Lancée en mars 2006 dans les transports collectifs de Rennes puis dans les TER, la carte unique et sans contact KorriGo poursuit sa conquête bretonne: à la rentrée prochaine, elle s’invite à bord des autocars d’Ille-et-Vilaine.

Les korrigans, ces petits lutins celtes à l’esprit malfaisant, vont faire leur rentrée dans les autocars d’Ille-et-Vilaine. La carte à puce sans contact baptisée KorriGo, qui autorise déjà les voyageurs à prendre indifféremment les TER bretons, les bus et le métro automatique de Rennes, étendra ses pouvoirs le 3 septembre sur tout le réseau interurbain Illenoo, coexploité par Veolia Transport et Keolis.
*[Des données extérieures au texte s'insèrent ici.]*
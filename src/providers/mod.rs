use std::sync::{Arc, Mutex};
use std::time::Duration;

use serde::{Deserialize, Serialize};

use crate::producer::FragmentSender;

pub(crate) mod claude;
pub(crate) mod simulated;

#[derive(Clone, Copy, Debug, PartialEq, Eq, Serialize, Deserialize)]
#[serde(rename_all = "kebab-case")]
pub(crate) enum Provider {
    Claude,
    Simulated,
}

impl Provider {
    pub(crate) fn as_str(&self) -> &'static str {
        match self {
            Provider::Claude => "claude",
            Provider::Simulated => "simulated",
        }
    }

    pub(crate) fn parse(raw: &str) -> Option<Self> {
        match raw.trim().to_lowercase().as_str() {
            "claude" => Some(Provider::Claude),
            "simulated" | "sim" | "fake" => Some(Provider::Simulated),
            _ => None,
        }
    }

    /// External binary the provider drives, if any.
    pub(crate) fn binary(&self) -> Option<&'static str> {
        match self {
            Provider::Claude => Some("claude"),
            Provider::Simulated => None,
        }
    }
}

pub(crate) fn run_provider_stream(
    provider: Provider,
    prompt: &str,
    sender: &FragmentSender,
    child_pids: &Arc<Mutex<Vec<u32>>>,
    simulated_delay: Duration,
) -> std::result::Result<(), String> {
    match provider {
        Provider::Claude => claude::run_stream(prompt, sender, child_pids),
        Provider::Simulated => simulated::run_stream(prompt, sender, simulated_delay),
    }
}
Ce titre de transport unique et sans contact a été conçu par ERG et ACS, deux intégrateurs de systèmes billettiques. Une fois chargée dans des distributeurs automatiques, aux points de vente habituels (buralistes, dépositaires) ou par prélèvement bancaire, il suffit de passer la carte à quelques centimètres des valideurs – même dans une poche ou un sac – pour enregistrer son passage. La validation est obligatoire à chaque correspondance, moyennant cinq euros d’amende. Ce qui, au départ, a provoqué la grogne des 136 000 abonnés, habitués à monter dans les bus ou le métro sans montrer patte blanche.
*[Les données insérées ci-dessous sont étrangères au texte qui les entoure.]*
use std::sync::{Arc, Mutex};
use std::thread::JoinHandle;
use std::time::Duration;

use crossbeam_channel::Sender;
use tracing::{info, warn};

use crate::providers::{self, Provider};
use crate::stream::{Fragment, StreamMessage};

const CONSUMER_GONE: &str = "consumer stopped listening";

/// Producer side of the hand-off channel. `send` blocks while the channel is
/// full, so nothing is dropped under backpressure.
#[derive(Clone, Debug)]
pub(crate) struct FragmentSender {
    tx: Sender<StreamMessage>,
}

impl FragmentSender {
    pub(crate) fn new(tx: Sender<StreamMessage>) -> Self {
        Self { tx }
    }

    pub(crate) fn text(&self, text: impl Into<String>) -> Result<(), String> {
        self.send(StreamMessage::Fragment(Fragment::text(text)))
    }

    pub(crate) fn thinking(&self, text: impl Into<String>) -> Result<(), String> {
        self.send(StreamMessage::Fragment(Fragment::thinking(text)))
    }

    pub(crate) fn complete(self) {
        let _ = self.tx.send(StreamMessage::Complete);
    }

    pub(crate) fn error(self, message: impl Into<String>) {
        let _ = self.tx.send(StreamMessage::Error(message.into()));
    }

    fn send(&self, message: StreamMessage) -> Result<(), String> {
        self.tx.send(message).map_err(|_| CONSUMER_GONE.to_string())
    }
}

/// Runs one provider request on its own thread. The thread always ends the
/// stream with exactly one `complete` or `error`.
pub(crate) fn spawn_producer(
    provider: Provider,
    prompt: String,
    sender: FragmentSender,
    child_pids: Arc<Mutex<Vec<u32>>>,
    simulated_delay: Duration,
) -> JoinHandle<()> {
    std::thread::spawn(move || {
        info!(provider = provider.as_str(), "producer started");
        match providers::run_provider_stream(
            provider,
            &prompt,
            &sender,
            &child_pids,
            simulated_delay,
        ) {
            Ok(()) => {
                info!(provider = provider.as_str(), "producer finished");
                sender.complete();
            }
            Err(err) => {
                warn!(provider = provider.as_str(), error = %err, "producer failed");
                sender.error(format!("{} error: {}", provider.as_str(), err));
            }
        }
    })
}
Les lutins font baisser la fraude

Daniel Delaveau, vice-président de Rennes Métropole, la collectivité locale qui a financé les 6,5 millions d’euros nécessaires pour développer KorriGo, invite donc les usagers à considérer la validation comme “une participation volontaire pour lutter contre la fraude et affiner la connaissance de la fréquentation du réseau”.
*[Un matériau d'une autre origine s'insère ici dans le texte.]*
use super::types::{Block, BlockEvent, BlockId, BlockKind, BlockStatus};

/// Ordered record of every block a session produced.
///
/// Ids start at 1 and follow insertion order, so a block's index is `id - 1`.
/// Lifecycle events are queued here and drained by the coordinator once the
/// current batch has been classified.
#[derive(Debug)]
pub(crate) struct BlockLedger {
    blocks: Vec<Block>,
    classified: Option<usize>,
    thinking: Option<usize>,
    first_prose: Option<BlockId>,
    keep_first_prose: bool,
    events: Vec<BlockEvent>,
}

impl BlockLedger {
    pub(crate) fn new(keep_first_prose: bool) -> Self {
        Self {
            blocks: Vec::new(),
            classified: None,
            thinking: None,
            first_prose: None,
            keep_first_prose,
            events: Vec::new(),
        }
    }

    #[cfg(test)]
    pub(crate) fn blocks(&self) -> &[Block] {
        &self.blocks
    }

    pub(crate) fn visible(&self) -> impl Iterator<Item = &Block> {
        self.blocks
            .iter()
            .filter(|block| block.status != BlockStatus::Removed)
    }

    pub(crate) fn get(&self, id: BlockId) -> Option<&Block> {
        let idx = usize::try_from(id).ok()?.checked_sub(1)?;
        self.blocks.get(idx)
    }

    /// The open prose or code block, if any.
    pub(crate) fn current(&self) -> Option<&Block> {
        self.classified.and_then(|idx| self.blocks.get(idx))
    }

    #[cfg(test)]
    pub(crate) fn open_thinking(&self) -> Option<&Block> {
        self.thinking.and_then(|idx| self.blocks.get(idx))
    }

    pub(crate) fn open(&mut self, kind: BlockKind, language: Option<String>) -> BlockId {
        debug_assert!(
            kind != BlockKind::Code || language.is_some(),
            "code blocks always carry a language"
        );
        let lane = if kind.is_classified() {
            self.classified
        } else {
            self.thinking
        };
        debug_assert!(lane.is_none(), "a {} block is already open", kind.as_str());

        let idx = self.blocks.len();
        let id = idx as BlockId + 1;
        self.blocks.push(Block {
            id,
            kind,
            language: language.clone(),
            content: String::new(),
            status: BlockStatus::Open,
        });
        if kind.is_classified() {
            self.classified = Some(idx);
        } else {
            self.thinking = Some(idx);
        }
        if kind == BlockKind::Prose && self.first_prose.is_none() {
            self.first_prose = Some(id);
        }
        self.events.push(BlockEvent::Opened { id, kind, language });
        id
    }

    pub(crate) fn append(&mut self, id: BlockId, text: &str) {
        if text.is_empty() {
            return;
        }
        let Some(block) = self.block_mut(id) else {
            tracing::warn!(id, "append to unknown block");
            return;
        };
        if !block.is_open() {
            debug_assert!(false, "append to {:?} block {id}", block.status);
            tracing::warn!(id, status = ?block.status, "append to a block that is not open");
            return;
        }
        block.content.push_str(text);
        self.events.push(BlockEvent::Appended {
            id,
            delta: text.to_string(),
        });
    }

    /// Appends to the open prose/code block. Returns false when none is open.
    pub(crate) fn append_current(&mut self, text: &str) -> bool {
        let Some(id) = self.current().map(|block| block.id) else {
            return false;
        };
        self.append(id, text);
        true
    }

    /// Closes a block, applying the empty-prose policy. A blank prose block
    /// that is not exempt becomes `Removed` and gets no `Closed` event.
    pub(crate) fn close(&mut self, id: BlockId) -> BlockStatus {
        let removable = self.is_removable(id);
        let Some(block) = self.block_mut(id) else {
            tracing::warn!(id, "close of unknown block");
            return BlockStatus::Removed;
        };
        if !block.is_open() {
            return block.status;
        }
        let status = if removable {
            BlockStatus::Removed
        } else {
            BlockStatus::Closed
        };
        block.status = status;
        let text = block.content.clone();
        let kind = block.kind;

        let idx = (id - 1) as usize;
        if kind.is_classified() {
            if self.classified == Some(idx) {
                self.classified = None;
            }
        } else if self.thinking == Some(idx) {
            self.thinking = None;
        }
        if status == BlockStatus::Closed {
            self.events.push(BlockEvent::Closed { id, text });
        }
        status
    }

    /// Closes every open block in ledger order, then sweeps: any blank prose
    /// block that is not exempt ends up `Removed`, and one `Removed` event is
    /// queued per removed block.
    pub(crate) fn finalize(&mut self) {
        let open_ids: Vec<BlockId> = self
            .blocks
            .iter()
            .filter(|block| block.is_open())
            .map(|block| block.id)
            .collect();
        for id in open_ids {
            self.close(id);
        }

        for idx in 0..self.blocks.len() {
            let id = self.blocks[idx].id;
            if self.is_removable(id) {
                self.blocks[idx].status = BlockStatus::Removed;
            }
        }
        let removed: Vec<BlockId> = self
            .blocks
            .iter()
            .filter(|block| block.status == BlockStatus::Removed)
            .map(|block| block.id)
            .collect();
        for id in removed {
            self.events.push(BlockEvent::Removed { id });
        }
    }

    pub(crate) fn drain_events(&mut self) -> Vec<BlockEvent> {
        std::mem::take(&mut self.events)
    }

    pub(crate) fn has_events(&self) -> bool {
        !self.events.is_empty()
    }

    fn is_removable(&self, id: BlockId) -> bool {
        let Some(block) = self.get(id) else {
            return false;
        };
        if block.kind != BlockKind::Prose || !block.is_blank() {
            return false;
        }
        !(self.keep_first_prose && self.first_prose == Some(id))
    }

    fn block_mut(&mut self, id: BlockId) -> Option<&mut Block> {
        let idx = usize::try_from(id).ok()?.checked_sub(1)?;
        self.blocks.get_mut(idx)
    }
}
Ces cartes de transport à puce sont en effet de vrais mouchards. Ce qui déplaît à certains usagers, inquiets de la surveillance possible de leurs déplacements. De leur côté, les contrôleurs du réseau urbain ont inauguré KorriGo avec un mouvement de grève pour protester contre leurs nouveaux appareils portables de contrôle!

En attendant, les résultats de lutte contre la fraude sont là: “Depuis 15 mois, son taux a chuté de 11 à 6 %”, note Étienne Fougeray, directeur général du Service des transports de l’agglomération rennaise (Star). Pour faire prendre le pli aux usagers des autocars interurbains (dont 9 000 écoliers) en septembre, le conseil général a prévu de déployer une soixantaine d’accompagnateurs.

Partage du gâteau

La carte KorriGo propose des tarifs différenciés en fonction des heures, de la fréquence des déplacements et du nombre de personnes voyageant ensemble: à partir de trois passagers, elle donne droit à 50 % de réduction. Et tout abonné TER bénéficie de 50 % de réduction sur les lignes urbaines. Les recettes commerciales sont redistribuées entre Keolis qui exploite le réseau urbain Star, et la SNCF avec ses TER, selon le nombre de billets vendus. Cette clé de répartition est établie dans la convention qui lie les deux transporteurs. Chacun transmet ses données à l’autre, et reverse le montant des titres de transport vendus. La future norme InterBob (Back office billettique), que l’Afnor doit publier en juillet, devrait sécuriser l’envoi automatique et quotidien de ces données entre transporteurs . “Pour l’heure, nous n’avons pas de chambre de compensation et cela marche très bien comme ça”, explique-t-on à Rennes Métropole. Avec l’arrivée des 14 000 voyageurs du réseau interurbain dans le rayon de compétence de la carte KorriGo, les choses risquent de se compliquer.

QUI PAIE QUOI, ET À QUI?

Un sésame permettant de sauter du train ou de l’autocar au tramway, au bus ou au métro, peut faire le bonheur des voyageurs. Un peu moins celui des transporteurs: pour eux, c’est même un véritable casse-tête. Comment savoir combien de passagers ont emprunté chaque ligne? Sur quel trajet? Avec quelle tarification? Qui contrôle la validation des cartes et surtout, qui fait le partage des recettes entre les différents transporteurs?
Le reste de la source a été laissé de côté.